Lamson, 531 P.2d at 969; Mercantile, 501 P.2d at 487. Because no
legal or contractual provision imposed upon Ent the duty that Sayre
& Harris claims it violated, its asserted genuine dispute of material
fact did not preclude summary judgment. See Sarrouf L. LLP v.
First Republic Bank, 148 N.E.3d 1243, 1253 (Mass. App. Ct. 2020)
(law firm victimized by an identical email scam was unsuccessful in
presenting a genuine dispute of material fact as to the bank’s
failure to detect that the check was counterfeit because the bank
had no legal or contractual duty to do so).
¶ 24 Second, Sayre & Harris argues that a genuine dispute of
material fact existed as to whether Ent timely discovered and
alerted the firm to the counterfeit check. Again, the firm fails to
establish that Ent had such a duty. Even so, the undisputed facts
establish that a partner at the firm learned that the cashier’s check
was a counterfeit one day after initiating the wire transfer and
immediately contacted Ent to inform it of the fraudulent cashier’s
check. But the partner’s efforts were too little too late; Ent was
12
unable to recall the wire despite doing “everything [it] could.” Ent
again contacted the partner when it learned that the issuing bank
formally dishonored the cashier’s check, though he was already
aware that the check was fraudulent.
¶ 25 To support its timing argument, Sayre & Harris claims that
the affidavit attached to its opposition to Ent’s summary judgment
motion created a genuine dispute of material fact as to Ent’s failure
to mitigate damages. We disagree. In the affidavit, the partner
claimed that Ent did not notify him that something “went wrong
with the wire” until “21 days after the wire had been initiated,”
preventing him from stopping it in time. But the affidavit itself
contradicts that assertion. Elsewhere, the partner admitted that he
contacted Ent the day after the wire transfer to inform it that the
check was counterfeit. Thus, we are unpersuaded that the affidavit
created a genuine dispute of material fact as to Ent’s failure to
mitigate damages. See Markus v. Brohl, 2014 COA 146, ¶ 50 (To
avoid summary judgment, the evidence presented must be
“sufficient to demonstrate that a reasonable jury could return a
verdict for the non-moving party.”) (citation omitted); see also
13
Raygor v. Bd. of Cnty. Comm’rs, 21 P.3d 432, 437 (Colo.

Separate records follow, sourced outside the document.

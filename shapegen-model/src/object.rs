//! Intermediate object model types
//!
//! Plain data produced by assembly and consumed by the codecs. Fields are
//! flattened through the class hierarchy, so consumers never walk parents;
//! the parent reference survives for documentation only.

use shapegen_graph_ir::Term;
use shapegen_shapes::{
    DeclarationStyle, FeatureSet, MintingStrategy, NodeKindSet, PropertyPath, PropertyType,
    Visibility,
};

/// Identifier space of an object type's instances
#[derive(Clone, Copy, Debug, PartialEq, Eq)]
pub enum IdentifierKind {
    /// Always an IRI
    Iri,
    /// Blank label or IRI
    BlankOrIri,
}

impl IdentifierKind {
    /// Collapse a resolved node-kind set
    pub fn from_node_kinds(kinds: NodeKindSet) -> Self {
        if kinds.named && !kinds.blank {
            IdentifierKind::Iri
        } else {
            IdentifierKind::BlankOrIri
        }
    }
}

/// One field of an object type
#[derive(Clone, Debug)]
pub struct ObjectProperty {
    /// Canonical field name
    pub name: String,
    /// Predicate path in the data graph
    pub path: PropertyPath,
    /// Resolved value type
    pub ty: PropertyType,
    pub visibility: Visibility,
    pub mutable: bool,
    /// sh:name display label
    pub label: Option<String>,
    /// sh:description display text
    pub description: Option<String>,
    /// sh:order display position
    pub display_order: Option<i64>,
    /// sh:group reference
    pub group: Option<Term>,
}

impl ObjectProperty {
    /// Whether a statically known fallback value exists
    pub fn has_default(&self) -> bool {
        self.ty.default_value.is_some()
    }
}

/// One concrete object type of the model
#[derive(Clone, Debug)]
pub struct ObjectType {
    /// Canonical object name
    pub name: String,
    /// The node shape this type was assembled from
    pub shape_id: Term,
    /// Discriminator tag value written under the model's discriminator key
    pub discriminator: String,
    /// Nearest parent shape, for documentation; fields are already
    /// flattened below
    pub parent: Option<Term>,
    /// Fields in canonical order: parent fields first, own fields after,
    /// declaration order within each level
    pub properties: Vec<ObjectProperty>,
    pub identifier_kind: IdentifierKind,
    pub minting: MintingStrategy,
    /// Type IRI recognized on decode, absent for structural shapes
    pub from_rdf_type: Option<String>,
    /// Type IRIs emitted on encode, in order
    pub to_rdf_types: Vec<String>,
    /// Selected codec capabilities
    pub features: FeatureSet,
    /// Ontology-level class/interface hint, passed through to emitters
    pub declaration_style: DeclarationStyle,
    pub mutable: bool,
    pub labels: Vec<String>,
    pub comments: Vec<String>,
}

impl ObjectType {
    /// Field lookup by canonical name
    pub fn property(&self, name: &str) -> Option<&ObjectProperty> {
        self.properties.iter().find(|p| p.name == name)
    }

    /// Field lookup by plain predicate IRI
    pub fn property_for_predicate(&self, iri: &str) -> Option<&ObjectProperty> {
        self.properties
            .iter()
            .find(|p| p.path.as_predicate() == Some(iri))
    }
}

/// One alternative of a closed union
#[derive(Clone, Debug, PartialEq, Eq)]
pub struct UnionTypeMember {
    /// Discriminator tag value selecting this member
    pub tag: String,
    /// The member object type's shape
    pub shape_id: Term,
}

/// A closed tagged union surfaced from a top-level or/xone composite
///
/// Member order is declaration order and is the decode and equality
/// priority.
#[derive(Clone, Debug)]
pub struct UnionType {
    pub name: String,
    pub shape_id: Term,
    /// JSON key carrying the member tag
    pub discriminator_key: String,
    pub members: Vec<UnionTypeMember>,
}

impl UnionType {
    /// Member lookup by discriminator tag
    pub fn member(&self, tag: &str) -> Option<&UnionTypeMember> {
        self.members.iter().find(|m| m.tag == tag)
    }
}
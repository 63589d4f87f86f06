//! Shape semantic views
//!
//! Pure functions over a loaded shape record plus its resolved ancestor
//! chain. Views borrow the index; nothing here mutates or caches beyond
//! what the index already computed.

use crate::loader::{
    Feature, MintingStrategy, NodeShapeRecord, PropertyShapeRecord, TermKind, Visibility,
};
use crate::{Result, ShapeError, ShapeIndex};
use shapegen_graph_ir::Term;

/// The last path segment of an IRI (after `#`, else after the final `/`)
pub fn local_name(iri: &str) -> &str {
    match iri.rsplit_once('#') {
        Some((_, frag)) if !frag.is_empty() => frag,
        _ => iri.rsplit('/').next().unwrap_or(iri),
    }
}

/// Allowed identifier kinds for instances of a node shape
#[derive(Clone, Copy, Debug, PartialEq, Eq)]
pub struct NodeKindSet {
    pub blank: bool,
    pub named: bool,
}

impl NodeKindSet {
    /// The default when neither a shape nor its ancestors declare kinds
    pub const DEFAULT: NodeKindSet = NodeKindSet {
        blank: true,
        named: true,
    };

    fn from_kinds(kinds: &[TermKind]) -> Option<Self> {
        let blank = kinds.contains(&TermKind::BlankNode);
        let named = kinds.contains(&TermKind::NamedNode);
        if blank || named {
            Some(NodeKindSet { blank, named })
        } else {
            None
        }
    }

    /// True when every kind in `self` is also in `other`
    pub fn is_subset_of(&self, other: &NodeKindSet) -> bool {
        (!self.blank || other.blank) && (!self.named || other.named)
    }

    /// Blank-node-only identifier set
    pub fn is_blank_only(&self) -> bool {
        self.blank && !self.named
    }
}

impl std::fmt::Display for NodeKindSet {
    fn fmt(&self, f: &mut std::fmt::Formatter<'_>) -> std::fmt::Result {
        match (self.blank, self.named) {
            (true, true) => write!(f, "{{BlankNode, NamedNode}}"),
            (true, false) => write!(f, "{{BlankNode}}"),
            (false, true) => write!(f, "{{NamedNode}}"),
            (false, false) => write!(f, "{{}}"),
        }
    }
}

/// The resolved set of codec capabilities to emit for a shape
#[derive(Clone, Debug, PartialEq, Eq)]
pub struct FeatureSet(Vec<Feature>);

impl FeatureSet {
    /// Every capability
    pub fn all() -> Self {
        FeatureSet(Feature::ALL.to_vec())
    }

    /// Resolve from an include/exclude pair
    ///
    /// A non-empty include list wins; otherwise everything minus the
    /// exclude list. Returns `None` when both lists are empty so callers
    /// can fall through to the next level of defaults.
    fn resolve(include: &[Feature], exclude: &[Feature]) -> Option<Self> {
        if !include.is_empty() {
            let mut set: Vec<Feature> = Feature::ALL
                .iter()
                .copied()
                .filter(|f| include.contains(f))
                .collect();
            set.retain(|f| !exclude.contains(f));
            Some(FeatureSet(set))
        } else if !exclude.is_empty() {
            Some(FeatureSet(
                Feature::ALL
                    .iter()
                    .copied()
                    .filter(|f| !exclude.contains(f))
                    .collect(),
            ))
        } else {
            None
        }
    }

    /// Whether a capability is selected
    pub fn contains(&self, feature: Feature) -> bool {
        self.0.contains(&feature)
    }

    /// Selected capabilities in canonical order
    pub fn iter(&self) -> impl Iterator<Item = Feature> + '_ {
        self.0.iter().copied()
    }
}

/// Inheritance-aware view of a node shape
#[derive(Clone, Copy, Debug)]
pub struct NodeShapeView<'a> {
    index: &'a ShapeIndex,
    record: &'a NodeShapeRecord,
}

impl<'a> NodeShapeView<'a> {
    pub(crate) fn new(index: &'a ShapeIndex, record: &'a NodeShapeRecord) -> Self {
        Self { index, record }
    }

    /// The underlying record
    pub fn record(&self) -> &'a NodeShapeRecord {
        self.record
    }

    /// The shape identifier
    pub fn identifier(&self) -> &'a Term {
        &self.record.identifier
    }

    /// gen:abstract, default false
    pub fn is_abstract(&self) -> bool {
        self.record.ext.is_abstract.unwrap_or(false)
    }

    /// gen:extern, default false
    pub fn is_extern(&self) -> bool {
        self.record.ext.is_extern.unwrap_or(false)
    }

    /// gen:mutable, default false
    pub fn is_mutable(&self) -> bool {
        self.record.ext.mutable.unwrap_or(false)
    }

    /// Whether this shape is an ordered first/rest list shape
    ///
    /// The explicit gen:list flag wins; otherwise a shape whose property
    /// paths are exactly the rdf:first / rdf:rest pair is recognized
    /// structurally.
    pub fn is_list(&self) -> bool {
        if self.record.ext.is_list {
            return true;
        }
        let mut has_first = false;
        let mut only_list_paths = !self.record.property_shape_ids.is_empty();
        for id in &self.record.property_shape_ids {
            let Some(ps) = self.index.property_shape(id) else {
                return false;
            };
            match ps.path.as_predicate() {
                Some(shapegen_vocab::rdf::FIRST) => has_first = true,
                Some(shapegen_vocab::rdf::REST) => {}
                _ => only_list_paths = false,
            }
        }
        has_first && only_list_paths
    }

    /// Resolved node-kind set
    ///
    /// A shape's declared kinds must be a subset of every ancestor's
    /// declared kinds; an undeclared shape inherits the nearest declared
    /// set; with no declaration anywhere the default is
    /// {BlankNode, NamedNode}.
    pub fn node_kinds(&self) -> Result<NodeKindSet> {
        let own = NodeKindSet::from_kinds(&self.record.constraints.node_kinds);

        let mut inherited = None;
        for ancestor_id in self.index.ancestors(&self.record.identifier) {
            let Some(ancestor) = self.index.node_shape(ancestor_id) else {
                continue;
            };
            if let Some(declared) = NodeKindSet::from_kinds(&ancestor.constraints.node_kinds) {
                if let Some(own) = own {
                    if !own.is_subset_of(&declared) {
                        return Err(ShapeError::ConflictingNodeKinds {
                            shape: self.record.identifier.to_string(),
                            declared: own.to_string(),
                            ancestor: ancestor_id.to_string(),
                            allowed: declared.to_string(),
                        });
                    }
                }
                if inherited.is_none() {
                    inherited = Some(declared);
                }
            }
        }

        Ok(own.or(inherited).unwrap_or(NodeKindSet::DEFAULT))
    }

    /// Resolved identifier minting strategy
    ///
    /// Own value, else the nearest ancestor that declares one, else
    /// BlankNode when the shape can only be blank-identified.
    pub fn minting_strategy(&self) -> Result<MintingStrategy> {
        if let Some(strategy) = self.record.ext.minting_strategy {
            return Ok(strategy);
        }
        for ancestor_id in self.index.ancestors(&self.record.identifier) {
            if let Some(ancestor) = self.index.node_shape(ancestor_id) {
                if let Some(strategy) = ancestor.ext.minting_strategy {
                    return Ok(strategy);
                }
            }
        }
        if self.node_kinds()?.is_blank_only() {
            Ok(MintingStrategy::BlankNode)
        } else {
            Ok(MintingStrategy::None)
        }
    }

    /// The type IRI used to recognize an instance on decode
    ///
    /// Explicit gen:fromRdfType wins; otherwise a concrete class-backed,
    /// IRI-identified shape recognizes its own identifier IRI.
    pub fn from_rdf_type(&self) -> Option<String> {
        if let Some(explicit) = &self.record.ext.from_rdf_type {
            return Some(explicit.clone());
        }
        if self.record.is_class && !self.is_abstract() {
            if let Some(iri) = self.record.identifier.as_iri() {
                return Some(iri.to_string());
            }
        }
        None
    }

    /// The ordered type IRIs emitted on encode; always contains
    /// `from_rdf_type` (first) when present
    pub fn to_rdf_types(&self) -> Vec<String> {
        let mut types = Vec::new();
        if let Some(from) = self.from_rdf_type() {
            types.push(from);
        }
        for t in &self.record.ext.to_rdf_types {
            if !types.contains(t) {
                types.push(t.clone());
            }
        }
        types
    }

    /// Resolved codec feature selection: shape-level include/exclude,
    /// else the nearest ontology's, else all
    pub fn features(&self) -> FeatureSet {
        FeatureSet::resolve(
            &self.record.ext.include_features,
            &self.record.ext.exclude_features,
        )
        .or_else(|| {
            self.index.ontologies().first().and_then(|ont| {
                FeatureSet::resolve(&ont.include_features, &ont.exclude_features)
            })
        })
        .unwrap_or_else(FeatureSet::all)
    }

    /// Object name: gen:name, else the identifier's local name, else the
    /// blank label
    pub fn name(&self) -> String {
        if let Some(name) = &self.record.ext.name {
            return name.clone();
        }
        match &self.record.identifier {
            Term::Iri(iri) => local_name(iri).to_string(),
            Term::BlankNode(id) => id.as_str().to_string(),
            Term::Literal { value, .. } => value.lexical(),
        }
    }

    /// Discriminator tag value for this object type
    pub fn discriminator_value(&self) -> String {
        self.name()
    }
}

/// View of a property shape in the context of its owning node shape
#[derive(Clone, Copy, Debug)]
pub struct PropertyShapeView<'a> {
    record: &'a PropertyShapeRecord,
    owner: &'a NodeShapeRecord,
}

impl<'a> PropertyShapeView<'a> {
    pub fn new(record: &'a PropertyShapeRecord, owner: &'a NodeShapeRecord) -> Self {
        Self { record, owner }
    }

    /// The underlying record
    pub fn record(&self) -> &'a PropertyShapeRecord {
        self.record
    }

    /// Field name: gen:name, else sh:name, else the path predicate's
    /// local name
    pub fn name(&self) -> String {
        if let Some(name) = &self.record.ext.name {
            return name.clone();
        }
        if let Some(name) = self.record.names.first() {
            return name.clone();
        }
        match self.record.path.as_predicate() {
            Some(iri) => local_name(iri).to_string(),
            None => "value".to_string(),
        }
    }

    /// gen:visibility, default public
    pub fn visibility(&self) -> Visibility {
        self.record.ext.visibility.unwrap_or_default()
    }

    /// Field mutability: own gen:mutable, else the owning shape's
    pub fn is_mutable(&self) -> bool {
        self.record
            .ext
            .mutable
            .or(self.owner.ext.mutable)
            .unwrap_or(false)
    }

    /// sh:order display position
    pub fn order(&self) -> Option<i64> {
        self.record.order
    }
}

#[cfg(test)]
mod tests {
    use super::*;
    use shapegen_graph_ir::Graph;
    use shapegen_vocab::{gen, rdf, rdfs, sh};

    fn typed_shape(g: &mut Graph, iri: &str) -> Term {
        let s = Term::iri(iri);
        g.add_triple(s.clone(), Term::iri(rdf::TYPE), Term::iri(sh::NODE_SHAPE));
        g.add_triple(s.clone(), Term::iri(rdf::TYPE), Term::iri(rdfs::CLASS));
        s
    }

    #[test]
    fn test_node_kind_inheritance_and_conflict() {
        let mut g = Graph::new();
        let parent = typed_shape(&mut g, "http://example.org/Parent");
        g.add_triple(parent.clone(), Term::iri(sh::NODE_KIND), Term::iri(sh::IRI));
        let child = typed_shape(&mut g, "http://example.org/Child");
        g.add_triple(child.clone(), Term::iri(rdfs::SUB_CLASS_OF), parent.clone());

        let index = ShapeIndex::load(&g).unwrap();
        // Child declares nothing: inherits {NamedNode}
        let kinds = index.view(&child).unwrap().node_kinds().unwrap();
        assert!(kinds.named && !kinds.blank);

        // A child declaring BlankNode under an IRI-only parent conflicts
        let mut g2 = Graph::new();
        let parent = typed_shape(&mut g2, "http://example.org/Parent");
        g2.add_triple(parent.clone(), Term::iri(sh::NODE_KIND), Term::iri(sh::IRI));
        let bad = typed_shape(&mut g2, "http://example.org/Bad");
        g2.add_triple(bad.clone(), Term::iri(rdfs::SUB_CLASS_OF), parent);
        g2.add_triple(bad.clone(), Term::iri(sh::NODE_KIND), Term::iri(sh::BLANK_NODE));
        let index = ShapeIndex::load(&g2).unwrap();
        let err = index.view(&bad).unwrap().node_kinds().unwrap_err();
        assert!(matches!(err, ShapeError::ConflictingNodeKinds { .. }));
    }

    #[test]
    fn test_minting_strategy_resolution() {
        let mut g = Graph::new();
        let parent = typed_shape(&mut g, "http://example.org/Parent");
        g.add_triple(
            parent.clone(),
            Term::iri(gen::MINTING_STRATEGY),
            Term::iri(gen::MINT_SHA256),
        );
        let child = typed_shape(&mut g, "http://example.org/Child");
        g.add_triple(child.clone(), Term::iri(rdfs::SUB_CLASS_OF), parent);

        // Blank-only shape with no declaration anywhere defaults to BlankNode
        let blank_only = typed_shape(&mut g, "http://example.org/Anon");
        g.add_triple(
            blank_only.clone(),
            Term::iri(sh::NODE_KIND),
            Term::iri(sh::BLANK_NODE),
        );

        let index = ShapeIndex::load(&g).unwrap();
        assert_eq!(
            index.view(&child).unwrap().minting_strategy().unwrap(),
            MintingStrategy::Sha256
        );
        assert_eq!(
            index.view(&blank_only).unwrap().minting_strategy().unwrap(),
            MintingStrategy::BlankNode
        );
    }

    #[test]
    fn test_from_to_rdf_types() {
        let mut g = Graph::new();
        let shape = typed_shape(&mut g, "http://example.org/Person");
        g.add_triple(
            shape.clone(),
            Term::iri(gen::TO_RDF_TYPE),
            Term::iri("http://example.org/Agent"),
        );
        let index = ShapeIndex::load(&g).unwrap();
        let view = index.view(&shape).unwrap();
        assert_eq!(view.from_rdf_type().as_deref(), Some("http://example.org/Person"));
        assert_eq!(
            view.to_rdf_types(),
            vec![
                "http://example.org/Person".to_string(),
                "http://example.org/Agent".to_string()
            ]
        );
    }

    #[test]
    fn test_local_name() {
        assert_eq!(local_name("http://example.org/ns#foo"), "foo");
        assert_eq!(local_name("http://example.org/ns/bar"), "bar");
    }
}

App. 2000)
(conclusory affidavits do not create genuine issues of material fact).
¶ 26 Third, Sayre & Harris contends — with respect to Ent’s
alternative claim for breach of transfer warranties claim — that Ent
was required and failed to put Sayre & Harris on notice of the claim
within thirty days of discovering the breach. § 4-4-207(d). Because
Ent was entitled to the relief it sought under its breach of contract
theory, the district court was not required to address the alternative
theory for relief, and whether the procedural requirements
underpinning that claim were satisfied.
¶ 27 Because there was no genuine dispute of material fact, the
district court properly granted Ent’s motion for summary judgment.
See C.R.C.P. 56(c).
III. Disposition
¶ 28 The judgment is affirmed.
JUDGE GROVE and JUDGE SULLIVAN concur.